So that’s that then. Summer 2011 has been and gone; a blur of grey, humid, miserable sweaty evenings, spent trudging round and round South Manchester getting myself as prepared as I possibly could to attempt, and I’m glad to say complete, my first ever marathon. And apart from falling on my arse, I think it all went rather well. I got round it for a start. I came higher up the field than I thought I would, even if I did miss my target time. I’ve raised more money than I ever dreamt possible. And this week, I discovered that I had followed up my RunKeeper victory in the Mersey Tunnel 10k with first place in the Liverpool Marathon as well.
I’m unbelievably happy with that, beating a few Liverpudlians in their own back yard and stuffing “Jonny” by over 20 minutes. He came all the way over from Kansas for that! In your face, Jonny.
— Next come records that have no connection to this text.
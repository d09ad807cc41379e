//! In-memory workspace shared by the runtime integration tests.

#![allow(dead_code)]

use async_trait::async_trait;
use ragops_core::{CleanupConfig, Settings};
use ragops_runtime::adapter::{
    CurrentUser, DeltaSyncIndexSpec, Experiment, IndexStatus, ModelVersion, RegisteredModel,
    VectorEndpoint, VectorIndex, Volume,
};
use ragops_runtime::{ApiError, BundleUnbinder, WorkspaceApi};
use std::collections::{BTreeMap, BTreeSet, HashMap, VecDeque};
use std::sync::{Arc, Mutex};

pub const CATALOG: &str = "main";
pub const SCHEMA: &str = "rag";

pub fn test_settings() -> Settings {
    Settings::from_flag_pairs([
        "--vs_endpoint_name",
        "vs-endpoint",
        "--app_name",
        "rag-chat",
        "--vs_index_name",
        "main.rag.docs_index",
        "--catalog",
        CATALOG,
        "--schema",
        SCHEMA,
        "--table_name",
        "main.rag.docs",
        "--serving_endpoint_name",
        "rag-agent",
        "--experiment_path",
        "/Shared/rag-experiment",
        "--alias",
        "dev",
        "--logs_path",
        "/tmp/ragops-test-logs",
    ])
}

pub fn test_config() -> CleanupConfig {
    CleanupConfig::from_settings(&test_settings()).unwrap()
}

#[derive(Debug, Default)]
pub struct FakeState {
    /// `None` makes identity resolution fail.
    pub user: Option<String>,
    pub schemas: BTreeSet<String>,
    pub apps: BTreeSet<String>,
    pub serving_endpoints: BTreeSet<String>,
    pub vector_indexes: BTreeSet<String>,
    pub vector_endpoints: BTreeSet<String>,
    pub tables: BTreeSet<String>,
    /// Experiment name to id.
    pub experiments: BTreeMap<String, String>,
    /// Model full name to (short name, versions).
    pub models: BTreeMap<String, (String, Vec<u64>)>,
    /// Volume full name to short name.
    pub volumes: BTreeMap<String, String>,
    /// Errors returned by every call to the named operation.
    pub failures: HashMap<&'static str, ApiError>,
    pub calls: Vec<String>,

    pub endpoint_states: VecDeque<String>,
    pub index_statuses: VecDeque<IndexStatus>,
    pub created_indexes: Vec<DeltaSyncIndexSpec>,
    pub synced_indexes: Vec<String>,
    /// (model, alias) to version.
    pub aliases: BTreeMap<(String, String), u64>,
}

#[derive(Clone, Default)]
pub struct FakeWorkspace {
    pub state: Arc<Mutex<FakeState>>,
}

impl FakeWorkspace {
    pub fn new(state: FakeState) -> Self {
        Self {
            state: Arc::new(Mutex::new(state)),
        }
    }

    /// Every resource named by [`test_config`] exists, plus two models and two volumes.
    pub fn provisioned() -> Self {
        let mut state = FakeState {
            user: Some("ops@example.com".to_string()),
            ..Default::default()
        };
        state.schemas.insert("main.rag".to_string());
        state.apps.insert("rag-chat".to_string());
        state.serving_endpoints.insert("rag-agent".to_string());
        state.vector_indexes.insert("main.rag.docs_index".to_string());
        state.vector_endpoints.insert("vs-endpoint".to_string());
        state.tables.insert("main.rag.docs".to_string());
        state
            .experiments
            .insert("/Shared/rag-experiment".to_string(), "4242".to_string());
        state.models.insert(
            "main.rag.agent".to_string(),
            ("agent".to_string(), vec![1, 2]),
        );
        state.models.insert(
            "main.rag.judge".to_string(),
            ("judge".to_string(), vec![1]),
        );
        state
            .volumes
            .insert("main.rag.raw".to_string(), "raw".to_string());
        state
            .volumes
            .insert("main.rag.staging".to_string(), "staging".to_string());
        Self::new(state)
    }

    pub fn fail(&self, op: &'static str, err: ApiError) {
        self.state.lock().unwrap().failures.insert(op, err);
    }

    pub fn calls(&self) -> Vec<String> {
        self.state.lock().unwrap().calls.clone()
    }

    pub fn called(&self, op: &str) -> bool {
        self.calls()
            .iter()
            .any(|c| c == op || c.starts_with(&format!("{} ", op)))
    }

    fn enter(&self, op: &'static str, arg: &str) -> Result<std::sync::MutexGuard<'_, FakeState>, ApiError> {
        let mut state = self.state.lock().unwrap();
        if arg.is_empty() {
            state.calls.push(op.to_string());
        } else {
            state.calls.push(format!("{} {}", op, arg));
        }
        match state.failures.get(op) {
            Some(err) => Err(err.clone()),
            None => Ok(state),
        }
    }
}

fn remove(set: &mut BTreeSet<String>, what: &str, name: &str) -> Result<(), ApiError> {
    if set.remove(name) {
        Ok(())
    } else {
        Err(ApiError::not_found(format!("{} '{}' does not exist", what, name)).with_status(404))
    }
}

#[async_trait]
impl WorkspaceApi for FakeWorkspace {
    async fn current_user(&self) -> Result<CurrentUser, ApiError> {
        let state = self.enter("current_user", "")?;
        state
            .user
            .clone()
            .map(|user_name| CurrentUser { user_name })
            .ok_or_else(|| ApiError::other("invalid access token"))
    }

    async fn get_schema(&self, full_name: &str) -> Result<(), ApiError> {
        let state = self.enter("get_schema", full_name)?;
        if state.schemas.contains(full_name) {
            Ok(())
        } else {
            Err(ApiError::not_found("schema does not exist"))
        }
    }

    async fn delete_app(&self, name: &str) -> Result<(), ApiError> {
        let mut state = self.enter("delete_app", name)?;
        remove(&mut state.apps, "app", name)
    }

    async fn delete_serving_endpoint(&self, name: &str) -> Result<(), ApiError> {
        let mut state = self.enter("delete_serving_endpoint", name)?;
        remove(&mut state.serving_endpoints, "serving endpoint", name)
    }

    async fn delete_vector_index(&self, index_name: &str) -> Result<(), ApiError> {
        let mut state = self.enter("delete_vector_index", index_name)?;
        remove(&mut state.vector_indexes, "index", index_name)
    }

    async fn delete_vector_endpoint(&self, endpoint_name: &str) -> Result<(), ApiError> {
        let mut state = self.enter("delete_vector_endpoint", endpoint_name)?;
        remove(&mut state.vector_endpoints, "endpoint", endpoint_name)
    }

    async fn delete_table(&self, full_name: &str) -> Result<(), ApiError> {
        let mut state = self.enter("delete_table", full_name)?;
        remove(&mut state.tables, "table", full_name)
    }

    async fn get_experiment_by_name(&self, name: &str) -> Result<Option<Experiment>, ApiError> {
        let state = self.enter("get_experiment_by_name", name)?;
        Ok(state.experiments.get(name).map(|id| Experiment {
            experiment_id: id.clone(),
            name: name.to_string(),
        }))
    }

    async fn delete_experiment(&self, experiment_id: &str) -> Result<(), ApiError> {
        let mut state = self.enter("delete_experiment", experiment_id)?;
        let before = state.experiments.len();
        state.experiments.retain(|_, id| id != experiment_id);
        if state.experiments.len() < before {
            Ok(())
        } else {
            Err(ApiError::not_found("experiment does not exist"))
        }
    }

    async fn list_registered_models(
        &self,
        catalog: &str,
        schema: &str,
    ) -> Result<Vec<RegisteredModel>, ApiError> {
        let state = self.enter("list_registered_models", &format!("{}.{}", catalog, schema))?;
        Ok(state
            .models
            .iter()
            .map(|(full_name, (name, _))| RegisteredModel {
                name: name.clone(),
                full_name: full_name.clone(),
            })
            .collect())
    }

    async fn list_model_versions(&self, full_name: &str) -> Result<Vec<ModelVersion>, ApiError> {
        let state = self.enter("list_model_versions", full_name)?;
        match state.models.get(full_name) {
            Some((_, versions)) => Ok(versions
                .iter()
                .map(|v| ModelVersion { version: *v })
                .collect()),
            None => Err(ApiError::not_found("model does not exist")),
        }
    }

    async fn delete_model_version(&self, full_name: &str, version: u64) -> Result<(), ApiError> {
        let mut state = self.enter("delete_model_version", &format!("{} {}", full_name, version))?;
        match state.models.get_mut(full_name) {
            Some((_, versions)) if versions.contains(&version) => {
                versions.retain(|v| *v != version);
                Ok(())
            }
            _ => Err(ApiError::not_found("model version does not exist")),
        }
    }

    async fn delete_registered_model(&self, full_name: &str) -> Result<(), ApiError> {
        let mut state = self.enter("delete_registered_model", full_name)?;
        match state.models.remove(full_name) {
            Some(_) => Ok(()),
            None => Err(ApiError::not_found("model does not exist")),
        }
    }

    async fn list_volumes(&self, catalog: &str, schema: &str) -> Result<Vec<Volume>, ApiError> {
        let state = self.enter("list_volumes", &format!("{}.{}", catalog, schema))?;
        Ok(state
            .volumes
            .iter()
            .map(|(full_name, name)| Volume {
                name: name.clone(),
                full_name: full_name.clone(),
            })
            .collect())
    }

    async fn delete_volume(&self, full_name: &str) -> Result<(), ApiError> {
        let mut state = self.enter("delete_volume", full_name)?;
        match state.volumes.remove(full_name) {
            Some(_) => Ok(()),
            None => Err(ApiError::not_found("volume does not exist")),
        }
    }

    async fn list_vector_endpoints(&self) -> Result<Vec<VectorEndpoint>, ApiError> {
        let state = self.enter("list_vector_endpoints", "")?;
        Ok(state
            .vector_endpoints
            .iter()
            .map(|name| VectorEndpoint {
                name: name.clone(),
                state: Some("ONLINE".to_string()),
                message: None,
            })
            .collect())
    }

    async fn create_vector_endpoint(&self, name: &str) -> Result<(), ApiError> {
        let mut state = self.enter("create_vector_endpoint", name)?;
        state.vector_endpoints.insert(name.to_string());
        Ok(())
    }

    async fn get_vector_endpoint(&self, name: &str) -> Result<VectorEndpoint, ApiError> {
        let mut state = self.enter("get_vector_endpoint", name)?;
        let endpoint_state = next_or_last(&mut state.endpoint_states)
            .unwrap_or_else(|| "ONLINE".to_string());
        Ok(VectorEndpoint {
            name: name.to_string(),
            state: Some(endpoint_state),
            message: None,
        })
    }

    async fn list_vector_indexes(&self, endpoint_name: &str) -> Result<Vec<VectorIndex>, ApiError> {
        let state = self.enter("list_vector_indexes", endpoint_name)?;
        Ok(state
            .vector_indexes
            .iter()
            .map(|name| VectorIndex { name: name.clone() })
            .collect())
    }

    async fn create_delta_sync_index(&self, spec: &DeltaSyncIndexSpec) -> Result<(), ApiError> {
        let mut state = self.enter("create_delta_sync_index", &spec.name)?;
        state.vector_indexes.insert(spec.name.clone());
        state.created_indexes.push(spec.clone());
        Ok(())
    }

    async fn sync_vector_index(&self, index_name: &str) -> Result<(), ApiError> {
        let mut state = self.enter("sync_vector_index", index_name)?;
        state.synced_indexes.push(index_name.to_string());
        Ok(())
    }

    async fn get_vector_index_status(&self, index_name: &str) -> Result<IndexStatus, ApiError> {
        let mut state = self.enter("get_vector_index_status", index_name)?;
        Ok(next_or_last(&mut state.index_statuses).unwrap_or(IndexStatus {
            ready: true,
            message: "ONLINE_NO_PENDING_UPDATE".to_string(),
        }))
    }

    async fn get_model_version_by_alias(
        &self,
        full_name: &str,
        alias: &str,
    ) -> Result<ModelVersion, ApiError> {
        let state = self.enter("get_model_version_by_alias", &format!("{} {}", full_name, alias))?;
        state
            .aliases
            .get(&(full_name.to_string(), alias.to_string()))
            .map(|v| ModelVersion { version: *v })
            .ok_or_else(|| ApiError::not_found("alias does not exist"))
    }

    async fn set_registered_model_alias(
        &self,
        full_name: &str,
        alias: &str,
        version: u64,
    ) -> Result<(), ApiError> {
        let mut state = self.enter(
            "set_registered_model_alias",
            &format!("{} {} {}", full_name, alias, version),
        )?;
        state
            .aliases
            .insert((full_name.to_string(), alias.to_string()), version);
        Ok(())
    }
}

/// Pop the front of a scripted sequence, repeating its last element forever.
fn next_or_last<T: Clone>(queue: &mut VecDeque<T>) -> Option<T> {
    if queue.len() > 1 {
        queue.pop_front()
    } else {
        queue.front().cloned()
    }
}

#[derive(Clone, Default)]
pub struct FakeUnbinder {
    pub calls: Arc<Mutex<Vec<(String, String)>>>,
    pub failure: Option<ApiError>,
}

impl FakeUnbinder {
    pub fn failing(err: ApiError) -> Self {
        Self {
            failure: Some(err),
            ..Default::default()
        }
    }

    pub fn calls(&self) -> Vec<(String, String)> {
        self.calls.lock().unwrap().clone()
    }
}

#[async_trait]
impl BundleUnbinder for FakeUnbinder {
    async fn unbind(&self, resource_key: &str, target: &str) -> Result<(), ApiError> {
        self.calls
            .lock()
            .unwrap()
            .push((resource_key.to_string(), target.to_string()));
        match &self.failure {
            Some(err) => Err(err.clone()),
            None => Ok(()),
        }
    }
}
It all came at a price though. Throughout Sunday I became increasingly creaky from the waist down, and after barely sleeping that night because of the pain, I spent all day Monday hobbling around my office like a disabled baby giraffe trying to walk for the first time, much to everyone’s amusement. I’d not had pain in my legs like that at any point during my training, that extra 6 miles (and the two massive hills) obviously made all the difference. My hip and knees were agony for a good couple of days, I felt like a pensioner even though I’m only just coming up to my 30th birthday.
Nearly a fortnight after the run though and I’m all recovered. It feels strange though not having to base my entire life around running anymore though. Getting home from work and not fearing a 13 mile run in the rain. Being able to have a few pints on a Friday or Saturday without worrying about the devastating effect on the run the next morning. And back to having to eat normal sized meals after months of stuffing my face with practically as much of pretty much anything I want. It feels like a huge part of my life has been suddenly removed, and I’m not entirely sure that I don’t miss it all, if that makes sense. So many occasions while out training I wondered why the fuck I was putting myself through it all, and couldn’t wait to get the damn thing over with. But now I have, I feel a little bit empty inside and I don’t quite know what to do with myself. I’ve been out for a couple of runs this week but it didn’t feel the same. I didn’t feel as motivated and I actually stopped the first one after four miles; unthinkable barely two weeks ago. I’ve spent so long focussing so hard on October 9th that now it’s been and gone I’m struggling to focus on anything else. Strange.
So what’s next then? Well, this for one thing. I obviously cannot get enough of running around Liverpool so I’m going back for a bit more and doing it in a silly costume for charity, and trying to break a record for the biggest Santa Dash in the process. And then into next year and beyond, who knows? I got rejected by the London Marathon, again, so should I want to put myself through it all again then I will probably be looking at Berlin in September. A nice flat course, no hills, hopefully no falling over and then a holiday at the end of it to recover. I have also entered the Silverstone Half Marathon for March so that I can run around the track pretending I am in a Formula One car. But none of these really compare to what I achieved on October 9th: my first ever marathon. That will always be special to me and whatever I go on to do in future, nothing will be as big a deal as the very first one.
And I suppose, to close, I should say a few thanks. All you who have donated are amazing for a start – to think I am close to hitting £2,000 is incredible really. There’s still time as well if you haven’t already – go here. Thanks to all my friends, family and my wonderful ladyfriend for putting up with me over the past few weeks. All I seem to have talked about is bloody running. I’ve hardly been out at all, and when I have I’ve not been drinking and I’ve usually left early after boring everyone senseless talking about, you guessed it, running. I don’t know what I’m going to do with this place – I’ll obviously keep it, but whether I’ll update it or not, I don’t know. I’ve achieved what I set out to now; I’ve run a marathon (that still sounds amazing to be able to say that) and I’ve raised a fair few quid for a fantastic charity. Thanks to all who have spent their time reading, I’ve certainly enjoyed writing it and I like the fact that I now have a record of what has felt like the longest summer of my entire life. The results of Seeph vs Marathon are now officially in though, and wasn’t me on the losing side.